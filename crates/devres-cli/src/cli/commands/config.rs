//! `devres config` – show where the config lives and what is in effect.

use anyhow::Result;
use devres_core::config::{self, DevresConfig};
use devres_core::DevResourceTransformer;

pub fn run_config(cfg: &DevresConfig) -> Result<()> {
    let path = config::config_path()?;
    let transformer = DevResourceTransformer::from_config(cfg);
    println!("# {}", path.display());
    print!("{}", toml::to_string_pretty(cfg)?);
    println!("# effective base_url = {}", transformer.base_url());
    println!("# effective fallback_mode = {:?}", transformer.fallback_mode());
    Ok(())
}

• **TO DO**:
Read through the entries, then copy every line where the string "DevResourceTransformer" is found.

• **ANSWER TO THE PROBLEM**:
use devres_core::DevResourceTransformer;
    let transformer = DevResourceTransformer::from_config(cfg);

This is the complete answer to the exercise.